“Of course I know,” I said. But I didn’t. I didn’t at all.
“Don’t understand,” you repeated again. “The only way is if it broke, but the chain is still here.” Your next dream started to pull you deeper again. “The chain is still here.” The words became less and less clear. “Do you . . . Do you think . . .” You trailed off as your leg twitched. Then you were gone, whisked away from your worry somewhere deeper, somewhere more peaceful. “Maybe . . .”
Once you began to snore, I lifted your left hand carefully off the covers in the darkness and gently felt my way down your palm toward your third finger. Please be there, I prayed. Please be there.
But it wasn’t. There was no weathered silver band. Because of course you had—it made perfect sense now. Of course you had moved it from your hand to a neck chain so it wouldn’t get in the way during your scavenging or attract attention if you happened to run into anyone looking for something to steal. So you didn’t lose it.
Only now you had, because without it there on your finger to see every day, I had forgotten you still had your wedding band, that you hadn’t misplaced it somewhere in the early days or while searching the downtown.

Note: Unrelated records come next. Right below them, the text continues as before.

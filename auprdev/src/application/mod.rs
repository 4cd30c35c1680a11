pub mod handlers;

use crate::presentation::cli::{Cli, Commands};
use aupr_core::error::Result;

pub fn run(cli: Cli) -> Result<()> {
    match cli.command {
        Commands::Recover {
            basepath,
            project,
            out,
            tie_break,
            dry_run,
            no_annotate,
            json,
        } => handlers::handle_recover(
            basepath,
            project,
            out,
            tie_break.into(),
            dry_run,
            no_annotate,
            json,
        ),
        Commands::Projects { basepath } => handlers::handle_projects(basepath),
        Commands::Scan {
            basepath,
            project,
            tie_break,
        } => handlers::handle_scan(basepath, project, tie_break.into()),
        Commands::Inspect { files } => handlers::handle_inspect(files),
    }
}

I had forgotten you had moved it to the chain on your neck who knows how long ago, and so I had forgotten you had it at all.

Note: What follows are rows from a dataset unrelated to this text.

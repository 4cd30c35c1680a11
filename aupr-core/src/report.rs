//! Human-readable rendering of recovery results. Nothing here feeds the
//! project document except the short marker text.

use crate::format::AU_MAGIC;
use crate::sequence::{ChannelSequence, CorruptionEvent, CorruptionKind, HeaderFault};
use serde::Serialize;
use std::fmt;
use std::path::PathBuf;

impl fmt::Display for HeaderFault {
    fn fmt(&self, f: &mut fmt::Formatter<'_>) -> fmt::Result {
        match self {
            HeaderFault::Mismatch { found } => write!(f, "magic 0x{found:08x} != 0x{AU_MAGIC:08x}"),
            HeaderFault::Truncated { len } => write!(f, "header truncated after {len} bytes"),
        }
    }
}

impl fmt::Display for CorruptionEvent {
    fn fmt(&self, f: &mut fmt::Formatter<'_>) -> fmt::Result {
        let names = self.file_names().join(", ");
        match &self.kind {
            CorruptionKind::BadHeader { primary, fallback } => {
                write!(f, "slot {}: bad header: {names} ({primary}", self.slot)?;
                if let Some(fb) = fallback {
                    write!(f, "; {fb}")?;
                }
                write!(f, ")")
            }
            CorruptionKind::MalformedPayload { size, data_offset } => write!(
                f,
                "slot {}: non-integer number of samples: {names} (size = {size}, offset = {data_offset})",
                self.slot
            ),
            CorruptionKind::Unreadable { message } => {
                write!(f, "slot {}: unreadable: {names}: {message}", self.slot)
            }
        }
    }
}

/// Short note placed at the event's position in the block list.
pub fn marker(ev: &CorruptionEvent) -> String {
    let names = ev.file_names();
    if names.len() == 1 {
        format!("corrupt file: {}", names[0])
    } else {
        format!("corrupt files: {}", names.join(", "))
    }
}

#[derive(Debug, Clone, Default, Serialize)]
pub struct ChannelSummary {
    pub channel: usize,
    pub blocks: usize,
    pub total_samples: u64,
    pub max_block_samples: u64,
    pub corruptions: Vec<CorruptionEvent>,
}

impl From<&ChannelSequence> for ChannelSummary {
    fn from(seq: &ChannelSequence) -> Self {
        Self {
            channel: seq.channel,
            blocks: seq.block_count(),
            total_samples: seq.total_samples,
            max_block_samples: seq.max_block_samples,
            corruptions: seq.corruptions().cloned().collect(),
        }
    }
}

#[derive(Debug, Clone, Default, Serialize)]
pub struct RecoveryReport {
    pub project: String,
    pub output: PathBuf,
    /// False for dry runs.
    pub written: bool,
    pub discovered: usize,
    pub channels: Vec<ChannelSummary>,
}

impl RecoveryReport {
    pub fn corruption_count(&self) -> usize {
        self.channels.iter().map(|c| c.corruptions.len()).sum()
    }
}

impl fmt::Display for RecoveryReport {
    fn fmt(&self, f: &mut fmt::Formatter<'_>) -> fmt::Result {
        writeln!(
            f,
            "project {}: {} block files discovered",
            self.project, self.discovered
        )?;
        for c in &self.channels {
            writeln!(
                f,
                "  channel {}: {} blocks, {} samples (max block {}), {} corrupt",
                c.channel,
                c.blocks,
                c.total_samples,
                c.max_block_samples,
                c.corruptions.len()
            )?;
            for ev in &c.corruptions {
                writeln!(f, "    {ev}")?;
            }
        }
        if self.written {
            write!(f, "wrote {}", self.output.display())
        } else {
            write!(f, "dry run: {} not written", self.output.display())
        }
    }
}

#[cfg(test)]
mod tests {
    use super::*;

    fn ev(kind: CorruptionKind, files: &[&str]) -> CorruptionEvent {
        CorruptionEvent {
            slot: 3,
            kind,
            files: files.iter().map(|f| PathBuf::from("/x/e00/d00").join(f)).collect(),
        }
    }

    #[test]
    fn marker_uses_basenames() {
        let both = ev(
            CorruptionKind::BadHeader {
                primary: HeaderFault::Mismatch { found: 0 },
                fallback: Some(HeaderFault::Truncated { len: 2 }),
            },
            &["a.au", "b.au"],
        );
        assert_eq!(marker(&both), "corrupt files: a.au, b.au");

        let one = ev(
            CorruptionKind::MalformedPayload {
                size: 43,
                data_offset: 8,
            },
            &["c.au"],
        );
        assert_eq!(marker(&one), "corrupt file: c.au");
    }

    #[test]
    fn event_text_names_files_and_detail() {
        let e = ev(
            CorruptionKind::BadHeader {
                primary: HeaderFault::Mismatch { found: 0x1234 },
                fallback: None,
            },
            &["a.au"],
        );
        assert_eq!(
            e.to_string(),
            "slot 3: bad header: a.au (magic 0x00001234 != 0x2e736e64)"
        );
    }

    #[test]
    fn summary_counts_corruptions() {
        let r = RecoveryReport {
            channels: vec![
                ChannelSummary {
                    corruptions: vec![ev(
                        CorruptionKind::Unreadable {
                            message: "denied".into(),
                        },
                        &["z.au"],
                    )],
                    ..Default::default()
                },
                ChannelSummary::default(),
            ],
            ..Default::default()
        };
        assert_eq!(r.corruption_count(), 1);
        assert!(r.to_string().contains("unreadable: z.au: denied"));
    }
}
mod application;
mod presentation;

use aupr_core::error::Result;
use clap::Parser;
use presentation::cli::Cli;
use tracing_subscriber::EnvFilter;

fn init_tracing(verbose: bool, quiet: bool) {
    let default = if verbose {
        "debug"
    } else if quiet {
        "warn"
    } else {
        "info"
    };
    tracing_subscriber::fmt()
        .with_env_filter(
            EnvFilter::try_from_default_env().unwrap_or_else(|_| EnvFilter::new(default)),
        )
        .with_writer(std::io::stderr)
        .with_target(false)
        .init();
}

fn main() -> Result<()> {
    let cli = Cli::parse();
    init_tracing(cli.verbose, cli.quiet);
    application::run(cli)
}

I put your hand back down on the covers as softly as I could. Your bare, ringless hand. “Fifty-two,” I whispered to your sleeping form.
That’s when I knew I had to leave. Before it was too late.

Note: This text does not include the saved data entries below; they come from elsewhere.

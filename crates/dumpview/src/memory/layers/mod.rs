//! Layer implementations.

pub mod mmap_file;

pub use mmap_file::MmapFileLayer;
impl Inspector for Dumper<'_> {
    fn split(&self, pattern: &LayoutPattern, addr: u64) -> DumpResult<(Vec<FieldValue>, u64)> {
        Ok(self.reader().split(pattern, addr)?)
    }

    fn walk_chain(
        &self,
        pattern: &LayoutPattern,
        start: u64,
        next_index: usize,
        steps: usize,
    ) -> DumpResult<Vec<Vec<FieldValue>>> {
        let reader = self.reader();
        let mut walker = reader.walk_chain(pattern, start, next_index, steps)?;
        Ok(walker.collect_all()?)
    }

    fn read_pointer(&self, addr: u64) -> DumpResult<u64> {
        Ok(self.reader().read_pointer(addr)?)
    }

    fn pointer_size(&self) -> usize {
        self.types.pointer_size()
    }

    fn field(&self, value: &Value, name: &str) -> Option<Value> {
        let profile = self.types.profile();
        let field = profile.get_type(value.type_name.as_str())?.fields.get(name)?;
        let type_name = profile.field_type_name(&field.type_info)?;
        Some(Value::new(value.addr.checked_add(field.offset as u64)?, type_name))
    }

    fn check_pointer(&self, addr: u64) -> DumpResult<()> {
        // One past the end of a mapped range is a valid bound.
        let plausible = addr != 0
            && (self.memory.is_valid(addr, 1) || self.memory.is_valid(addr - 1, 1));
        if plausible {
            Ok(())
        } else {
            Err(DumpError::InvalidPointer(addr))
        }
    }

    fn check(&self, cond: bool, what: &str) -> DumpResult<()> {
        if cond {
            Ok(())
        } else {
            Err(DumpError::Corrupted(what.to_string()))
        }
    }

    fn type_size(&self, type_name: &TypeName) -> DumpResult<usize> {
        self.types
            .size_of(type_name)
            .filter(|size| *size > 0)
            .ok_or_else(|| LayoutError::UnknownSize(type_name.to_string()).into())
    }

    fn display(&mut self, value: &Value) -> String {
        self.detached_view(value).value.unwrap_or_default()
    }

    fn put_value(&mut self, value: String) {
        self.frame.view.value = Some(value);
    }

    fn put_num_child(&mut self, count: usize) {
        self.frame.view.num_child = count;
    }

    fn put_item_count(&mut self, count: usize) {
        self.frame.view.item_count = Some(count);
        self.frame.view.num_child = count;
        self.put_value(format!("<{} items>", count));
    }

    fn is_expanded(&self) -> bool {
        !self.frame.detached
            && (self.frame.depth < self.options.expand_depth
                || self.options.expanded.contains(&self.frame.view.iname))
    }

    fn current_item_format(&self) -> DisplayFormat {
        self.frame.format
    }

    fn child_range(&self) -> Range<usize> {
        0..self.frame.view.num_child.min(self.options.max_array_count)
    }

    fn begin_children(&mut self, count: Option<usize>) {
        if let Some(count) = count {
            self.frame.view.num_child = count;
        }
    }

    fn end_children(&mut self) {
        let view = &mut self.frame.view;
        view.num_child = view.num_child.max(view.children.len());
    }

    fn put_sub_item(&mut self, name: &str, value: &Value) {
        let key = name.trim_start_matches('[').trim_end_matches(']');
        let child = self.child_view(name, key, value);
        self.frame.view.children.push(child);
    }

    fn put_pair_item(&mut self, index: usize, key: &Value, value: &Value) {
        let key_view = self.detached_view(key);
        let simple_key = key_view.num_child == 0 && key_view.error.is_none();

        let child = if simple_key || self.frame.format == DisplayFormat::CompactMap {
            let name = key_view.value.unwrap_or_else(|| format!("[{}]", index));
            self.child_view(&name, &index.to_string(), value)
        } else {
            let iname = format!("{}.{}", self.frame.view.iname, index);
            let mut node = DecodedView::new(iname, &format!("[{}]", index), "", key.addr);
            node.value = key_view.value;
            node.num_child = 2;
            let frame = Frame::new(node, self.frame.depth + 1, self.frame.detached);
            let parent = mem::replace(&mut self.frame, frame);
            if self.is_expanded() {
                self.put_sub_item("key", key);
                self.put_sub_item("value", value);
            }
            mem::replace(&mut self.frame, parent).view
        };
        self.frame.view.children.push(child);
    }

    fn put_plot_data(&mut self, addr: u64, count: usize, elem_type: &TypeName) -> DumpResult<()> {
        if count == 0 {
            return Ok(());
        }
        let size = self.type_size(elem_type)?;

        let profile = self.types.profile();
        if self.frame.format == DisplayFormat::ArrayPlot {
            if let Some(base) = profile.get_base_type(elem_type.as_str()) {
                let shown = count.min(MAX_PLOT_COUNT);
                let bytes = self.reader().read_bytes(addr, shown * size)?;
                let values = bytes.chunks_exact(size).filter_map(|c| as_f64(c, base)).collect();
                self.frame.view.plot = Some(PlotData {
                    address: format!("{:#x}", addr),
                    count: shown,
                    elem_type: elem_type.to_string(),
                    values,
                });
                return Ok(());
            }
            debug!("{} cannot be plotted, listing items", elem_type);
        }

        if self.is_expanded() {
            with_children(self, None, |d| {
                for i in d.child_range() {
                    let item = Value::new(offset_addr(addr, (i * size) as u64)?, elem_type.clone());
                    d.put_sub_item(&format!("[{}]", i), &item);
                }
                Ok(())
            })?;
        }
        Ok(())
    }

    fn put_char_array(
        &mut self,
        addr: u64,
        size: usize,
        char_type: &TypeName,
        format: DisplayFormat,
    ) -> DumpResult<()> {
        let width = self.type_size(char_type)?;
        let limit = if format.is_separate() {
            self.options.separate_string_limit
        } else {
            self.options.display_string_limit
        };

        let shown = size.min(limit.saturating_mul(width)) / width * width;
        let bytes = if shown > 0 {
            self.reader().read_bytes(addr, shown)?
        } else {
            Vec::new()
        };
        let text = decode_chars(&bytes, width, format.is_latin1());

        let ellipsis = if shown < size { "..." } else { "" };
        self.put_value(format!("\"{}{}\"", text, ellipsis));
        self.frame.view.separate = format.is_separate();
        self.put_num_child(0);
        Ok(())
    }
}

I understood then how the Forgetting works. Why sometimes we shadowless simply don’t remember anymore and why other times something changes: there’s a difference between when the mind forgets and the heart does. The memory means more, the more it’s worth to you—and to who you are. The heart has a harder time letting go. But what happens when you refuse to let go of a delicate thing as it’s being pulled away from you? It stretches. Then it tears.
Do you know what means the most to me of all, Ory? Out of everything that’s left in this world? Don’t you see now why I had to leave you? That I had to do it? That I had no choice?
Do you know what could happen when I forget you?
Orlando Zhang
ORY SAT THERE FOR A WHILE ON THE LAST REMAINING section of curb on the street.
Of course it was more possible that Max wouldn’t be there than that she would. He’d just refused to think about it, because he knew if he did, the logic to give up would have been overwhelming. He could only believe that she’d headed for their home, and then follow her. What else was he supposed to do? Just let her go? Just leave her to forget, even though it was his fault, even though she’d still be in the shelter with him if he hadn’t gone to Broad Street? He was just supposed to go on living and let her die? Ory tossed the pebble in his hand and watched it skitter over the asphalt.
Their apartment was gone. The entire block had collapsed in on itself, into a pile of steel bars and sand. Ory watched the air a few feet up from the ground, where the front door should have been. Where he was supposed to have walked through and found Max.
“She’s not here,” he said softly to himself. Either she’d come and then gone when she saw that their home was destroyed, or she never came. Ory picked up a handful of the gray powder and let it slide through his fingers. “Where are you, Max?” He sighed. The sand hissed. “Where?”
His shoulder ached where the sharpened pebble had cut him. The streets had begun to look more menacing in the late-afternoon light—he needed somewhere safe to camp within sight of the property. He pressed down harder to stanch the cut and grimaced.
“I see you’ve met the four sisters,” a voice said.
The shotgun was already aimed. “The what?” Ory asked.
A tall, thin man emerged from the half doorway of an abandoned business farther down the street. A shadow followed him. “The four sisters,” he repeated, and gestured to the gash on Ory’s shoulder. “New around here, aren’t you?”
Ory slowly nodded. There was no point to try to hide it. It was obvious the man knew the answer anyway.
“Famous for their hospitality.” He smiled. His eyes lingered on Ory’s pockets. “You’re lucky you still have your stuff.”
“It wasn’t like that,” Ory said. “I approached them. I just wanted to ask if they’d seen my wife. She might’ve passed through here.”
The man’s eyes narrowed. “Lost shadowless?” he asked.
“About a week now. She would’ve—this is the building where we used to live.”
“What’s she look like?”
“You think you saw her?”
“What’s she look like?” he repeated.